§ **What you need to do**
Beginning with the line below that contains "pub fn apply_filters(&mut" and ending with the line that contains "pub fn select_all(&mut", copy every line exactly. Copy nothing else.
== Given data ==
impl GridEngine {
    /// Push-mode engine: the coordinator fetches from `source`.
    pub fn new(source: Arc<dyn DataSource>, columns: Vec<ColumnSpec>, config: EngineConfig) -> Self {
        Self::build(source, columns, &[], config, None)
    }

    /// Push-mode engine that also emits `FetchUpdate`s.
    pub fn with_updates(
        source: Arc<dyn DataSource>,
        columns: Vec<ColumnSpec>,
        config: EngineConfig,
        updates: Sender<FetchUpdate>,
    ) -> Self {
        Self::build(source, columns, &[], config, Some(updates))
    }

    /// Push-mode engine with table features composed into the initial
    /// state.
    pub fn with_features(
        source: Arc<dyn DataSource>,
        columns: Vec<ColumnSpec>,
        features: &[&dyn TableFeature],
        config: EngineConfig,
    ) -> Self {
        Self::build(source, columns, features, config, None)
    }

    fn build(
        source: Arc<dyn DataSource>,
        columns: Vec<ColumnSpec>,
        features: &[&dyn TableFeature],
        config: EngineConfig,
        updates: Option<Sender<FetchUpdate>>,
    ) -> Self {
        let coordinator = Arc::new(match updates {
            Some(updates) => {
                FetchCoordinator::with_updates(Arc::clone(&source), config.debounce, updates)
            }
            None => FetchCoordinator::new(Arc::clone(&source), config.debounce),
        });
        let mut engine = Self::assemble(coordinator, columns, features, config);
        engine.source = Some(source);
        engine.refresh();
        engine
    }

    /// Pull-mode engine: `on_query` is notified with a ticket for each
    /// effective query; results come back through `apply_result`.
    pub fn pull(
        on_query: impl Fn(FetchTicket, &CanonicalQuery) + Send + 'static,
        columns: Vec<ColumnSpec>,
        config: EngineConfig,
    ) -> Self {
        let coordinator = Arc::new(FetchCoordinator::pull(on_query, config.debounce));
        let mut engine = Self::assemble(coordinator, columns, &[], config);
        engine.refresh();
        engine
    }

    fn assemble(
        coordinator: Arc<FetchCoordinator>,
        columns: Vec<ColumnSpec>,
        features: &[&dyn TableFeature],
        config: EngineConfig,
    ) -> Self {
        let id_field = config.row_id_field.clone();
        let selection = SelectionEngine::new(config.selection_mode).with_row_id(move |row| {
            row.get(&id_field)
                .map(grid_model::value_display)
                .unwrap_or_default()
        });

        let mut store = TableStore::with_features(features);
        store.set_page_size(config.page_size);
        let fetch_path = Arc::clone(&coordinator);
        store.set_query_listener(move |query| {
            fetch_path.request(query);
        });

        Self {
            store,
            selection,
            coordinator,
            operators: OperatorTable::standard(),
            columns,
            source: None,
            config,
        }
    }

    /// Swap in a custom operator table (affects query-node emission and
    /// nothing already compiled).
    #[must_use]
    pub fn with_operators(mut self, operators: OperatorTable) -> Self {
        self.operators = operators;
        self
    }

    /// Gate which rows participate in selection.
    #[must_use]
    pub fn with_selectable(
        mut self,
        is_selectable: impl Fn(&Row) -> bool + Send + Sync + 'static,
    ) -> Self {
        self.selection = std::mem::replace(
            &mut self.selection,
            SelectionEngine::new(self.config.selection_mode),
        )
        .with_selectable(is_selectable);
        self
    }

    /// The column specifications the engine was built with.
    pub fn columns(&self) -> &[ColumnSpec] {
        &self.columns
    }

    /// Current table state, read-only.
    pub fn state(&self) -> &TableState {
        self.store.state()
    }

    /// The canonical query for the current state, selection attached.
    pub fn canonical_query(&self) -> CanonicalQuery {
        let mut query = self.store.canonical_query();
        let snapshot = self.selection.snapshot();
        if snapshot.has_selection {
            query.selection = Some(snapshot);
        }
        query
    }

    /// Subscribe to state changes (persistence hooks).
    pub fn subscribe(&mut self, observer: impl FnMut(&TableState) + Send + 'static) -> usize {
        self.store.subscribe(observer)
    }

    /// Remove a state observer.
    pub fn unsubscribe(&mut self, token: usize) {
        self.store.unsubscribe(token);
    }

    // ========================================================================
    // Sorting
    // ========================================================================

    /// Replace the sort order.
    pub fn set_sorting(&mut self, sorting: Vec<SortEntry>) {
        self.store.set_sorting(sorting);
    }

    /// Three-state cycle for one column: unsorted, ascending,
    /// descending, unsorted. Other columns' entries are kept.
    pub fn cycle_sort(&mut self, column_id: &str) {
        self.store.update_sorting(|current| {
            let mut next: Vec<SortEntry> = Vec::with_capacity(current.len() + 1);
            let mut handled = false;
            for entry in current {
                if entry.column_id == column_id {
                    handled = true;
                    if entry.direction == SortDirection::Asc {
                        next.push(SortEntry::new(column_id, SortDirection::Desc));
                    }
                    // Desc cycles out: the entry is dropped.
                } else {
                    next.push(entry.clone());
                }
            }
            if !handled {
                next.push(SortEntry::new(column_id, SortDirection::Asc));
            }
            next
        });
    }

    // ========================================================================
    // Pagination
    // ========================================================================

    /// Jump to a page.
    pub fn set_page_index(&mut self, page_index: usize) {
        self.store.set_page_index(page_index);
    }

    /// Change the page size (resets to page 0).
    pub fn set_page_size(&mut self, page_size: usize) {
        self.store.set_page_size(page_size);
    }

    /// Advance one page, clamped to the last known page count.
    pub fn next_page(&mut self) {
        let pagination = self.store.state().pagination;
        let pages = pagination.total_pages(self.coordinator.total() as usize);
        if pagination.page_index + 1 < pages {
            self.store.set_page_index(pagination.page_index + 1);
        }
    }

    /// Go back one page.
    pub fn previous_page(&mut self) {
        let index = self.store.state().pagination.page_index;
        if index > 0 {
            self.store.set_page_index(index - 1);
        }
    }

    // ========================================================================
    // Filtering
    // ========================================================================

    /// Free-text filter across visible columns.
    pub fn set_global_filter(&mut self, text: impl Into<String>) {
        self.store.set_global_filter(text);
    }

    /// Include or exclude soft-deleted rows.
    pub fn set_show_deleted(&mut self, show: bool) {
        self.store.set_show_deleted(show);
    }

    /// Add a draft column filter; returns the rule id for later edits.
    pub fn add_filter(&mut self, rule: FilterRule) -> String {
        let id = rule.id.clone();
        self.store.add_pending_filter(rule);
        id
    }

    /// Remove a draft rule.
    pub fn remove_filter(&mut self, rule_id: &str) -> bool {
        self.store.remove_pending_filter(rule_id)
    }

    /// Edit a draft rule's value.
    pub fn set_filter_value(&mut self, rule_id: &str, value: Value) -> bool {
        self.store.set_pending_value(rule_id, value)
    }

    /// Edit a draft rule's operator.
    pub fn set_filter_operator(&mut self, rule_id: &str, operator: FilterOperator) -> bool {
        self.store.set_pending_operator(rule_id, operator)
    }

    /// Change how draft rules combine.
    pub fn set_filter_logic(&mut self, logic: FilterLogic) {
        self.store.set_pending_logic(logic);
    }

    /// Discard draft rules without touching applied ones.
    pub fn clear_pending_filters(&mut self) {
        self.store.clear_pending_filters();
    }

    /// Apply the draft filters: one state change, one fetch.
    pub fn apply_filters(&mut self) {
        self.store.apply_filters();
    }

    /// Drop all filters, draft and applied.
    pub fn clear_filters(&mut self) {
        self.store.clear_filters();
    }

    /// Declarative tree of the *applied* filters, for server-delegated
    /// evaluation. `None` when nothing constrains the result.
    pub fn query_node(&self) -> Option<QueryNode> {
        QueryNode::from_group(&self.operators, &self.store.state().filters)
    }

    // ========================================================================
    // Selection
    // ========================================================================

    /// Select a loaded row.
    pub fn select_row(&mut self, row: &Row) {
        self.selection.select_row(row);
    }

    /// Deselect a loaded row.
    pub fn deselect_row(&mut self, row: &Row) {
        self.selection.deselect_row(row);
    }

    /// Flip a loaded row's selection.
    pub fn toggle_row(&mut self, row: &Row) {
        self.selection.toggle_row(row);
    }

    /// Select or deselect by bare id.
    pub fn select_id(&mut self, id: &str) {
        self.selection.select_id(id);
    }

    pub fn deselect_id(&mut self, id: &str) {
        self.selection.deselect_id(id);
    }

    /// Select everything in scope (current page or all matching rows,
    /// per the configured mode).
    pub fn select_all(&mut self) {
        let rows = self.coordinator.rows();
        self.selection.select_all(&rows);
    }

    /// Clear the selection.
    pub fn deselect_all(&mut self) {
        self.selection.deselect_all();
    }

    pub fn is_selected(&self, id: &str) -> bool {
        self.selection.is_selected(id)
    }

    /// Header-checkbox state: everything in scope selected.
    pub fn is_all_selected(&self) -> bool {
        self.selection.is_all_selected(&self.coordinator.rows())
    }

    /// Header-checkbox state: some but not all selected.
    pub fn is_some_selected(&self) -> bool {
        self.selection.is_some_selected(&self.coordinator.rows())
    }

    /// Selected-row count against the last known matching total.
    pub fn selected_count(&self) -> u64 {
        self.selection.selected_count(self.coordinator.total())
    }

    /// Snapshot for server-side selection algebra.
    pub fn selection_snapshot(&self) -> SelectionSnapshot {
        self.selection.snapshot()
    }

    /// Raw selection state (persistence).
    pub fn selection_state(&self) -> &SelectionState {
        self.selection.state()
    }

    /// Restore a persisted selection.
    pub fn set_selection_state(&mut self, state: SelectionState) {
        self.selection.set_state(state);
    }

    // ========================================================================
    // Data
    // ========================================================================

    /// Rows of the currently loaded page.
    pub fn rows(&self) -> Vec<Row> {
        self.coordinator.rows()
    }

    /// Last known matching-row total.
    pub fn total(&self) -> u64 {
        self.coordinator.total()
    }

    /// Whether a fetch is executing.
    pub fn is_loading(&self) -> bool {
        self.coordinator.is_loading()
    }

    /// Force a fetch of the current query, bypassing deduplication.
    pub fn refresh(&mut self) -> RequestOutcome {
        debug!("forced refresh");
        self.coordinator.invalidate();
        // Same query shape the store's listener sends, so the dedup
        // key stays comparable across both paths.
        self.coordinator.request(&self.store.canonical_query())
    }

    /// Apply a pull-mode fetch result. `false` means the ticket was
    /// stale and nothing changed.
    pub fn apply_result(&self, ticket: &FetchTicket, page: Page) -> bool {
        self.coordinator.apply_result(ticket, page)
    }

    /// Record a pull-mode fetch failure.
    pub fn report_failure(&self, ticket: &FetchTicket, message: &str) {
        self.coordinator.report_failure(ticket, message);
    }

    // ========================================================================
    // Export
    // ========================================================================

    /// Start a background export of every row matching the current
    /// query (all pages, not just the loaded one), honoring filters,
    /// sorting, and any active selection.
    ///
    /// Pull-mode engines have no source to page through; their hosts
    /// drive `grid_export` directly.
    pub fn start_export(
        &self,
        format: ExportFormat,
        output_path: impl Into<PathBuf>,
        updates: Sender<ExportUpdate>,
    ) -> Result<ExportHandle, ExportError> {
        let source = self
            .source
            .as_ref()
            .cloned()
            .ok_or_else(|| ExportError::processing("pull-mode engine has no data source"))?;

        let mut query = self.canonical_query();
        query.pagination = PaginationState::new(0, self.config.export_page_size);
        let page_size = self.config.export_page_size;

        let fetch_page = Box::new(move |index: usize, query: &CanonicalQuery| {
            let mut page_query = query.clone();
            page_query.pagination = PaginationState::new(index, page_size);
            let page = source
                .fetch(&page_query)
                .map_err(|e| ExportError::Processing(e.to_string()))?;
            Ok(ExportPage {
                rows: page.rows,
                total: page.total,
            })
        });

        let snapshot = self.selection.snapshot();
        let mut request = ExportRequest::new(
            ExportSource::Remote {
                query,
                page_size,
                fetch_page,
            },
            self.columns.clone(),
            format,
            output_path,
        )
        .with_row_id_field(self.config.row_id_field.clone());
        if snapshot.has_selection && !snapshot.select_all_matching {
            request = request.with_selection(self.selection.state().clone());
        }

        Ok(spawn_export(request, updates))
    }

    // ========================================================================
    // Snapshot / Restore
    // ========================================================================

    /// Persisted column layout.
    pub fn layout_snapshot(&self) -> LayoutSnapshot {
        self.store.layout_snapshot()
    }

    /// Restore a layout snapshot.
    pub fn restore_layout(&mut self, layout: &LayoutSnapshot) {
        self.store.restore_layout(layout);
    }

    /// Session-scoped view shape (sort, page, filters, show-deleted).
    pub fn session_snapshot(&self) -> SessionSnapshot {
        self.store.session_snapshot()
    }

    /// Restore a session by replaying it through the setters, so the
    /// same invariants hold as for interactive updates.
    pub fn restore_session(&mut self, session: &SessionSnapshot) {
        self.store.restore_session(session);
    }
}
//! Engine construction knobs.

use std::time::Duration;

use grid_model::pagination::DEFAULT_PAGE_SIZE;
use grid_state::SelectionMode;

/// Tunables for a `GridEngine`. `Default` matches interactive use.
#[derive(Debug, Clone)]
pub struct EngineConfig {
    /// Quiet period between a state change and the fetch it triggers.
    pub debounce: Duration,
    /// Initial page size.
    pub page_size: usize,
    /// Scope of select-all.
    pub selection_mode: SelectionMode,
    /// Field identifying rows for selection and export filtering.
    pub row_id_field: String,
    /// Rows pulled per page while exporting.
    pub export_page_size: usize,
}

impl Default for EngineConfig {
    fn default() -> Self {
        Self {
            debounce: grid_fetch::DEFAULT_DEBOUNCE,
            page_size: DEFAULT_PAGE_SIZE,
            selection_mode: SelectionMode::Page,
            row_id_field: "id".to_string(),
            export_page_size: 500,
        }
    }
}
===
§ **Task response**
    pub fn apply_filters(&mut self) {
        self.store.apply_filters();
    }

    /// Drop all filters, draft and applied.
    pub fn clear_filters(&mut self) {
        self.store.clear_filters();
    }

    /// Declarative tree of the *applied* filters, for server-delegated
    /// evaluation. `None` when nothing constrains the result.
    pub fn query_node(&self) -> Option<QueryNode> {
        QueryNode::from_group(&self.operators, &self.store.state().filters)
    }

    // ========================================================================
    // Selection
    // ========================================================================

    /// Select a loaded row.
    pub fn select_row(&mut self, row: &Row) {
        self.selection.select_row(row);
    }

    /// Deselect a loaded row.
    pub fn deselect_row(&mut self, row: &Row) {
        self.selection.deselect_row(row);
    }

    /// Flip a loaded row's selection.
    pub fn toggle_row(&mut self, row: &Row) {
        self.selection.toggle_row(row);
    }

    /// Select or deselect by bare id.
    pub fn select_id(&mut self, id: &str) {
        self.selection.select_id(id);
    }

    pub fn deselect_id(&mut self, id: &str) {
        self.selection.deselect_id(id);
    }

    /// Select everything in scope (current page or all matching rows,
    /// per the configured mode).
    pub fn select_all(&mut self) {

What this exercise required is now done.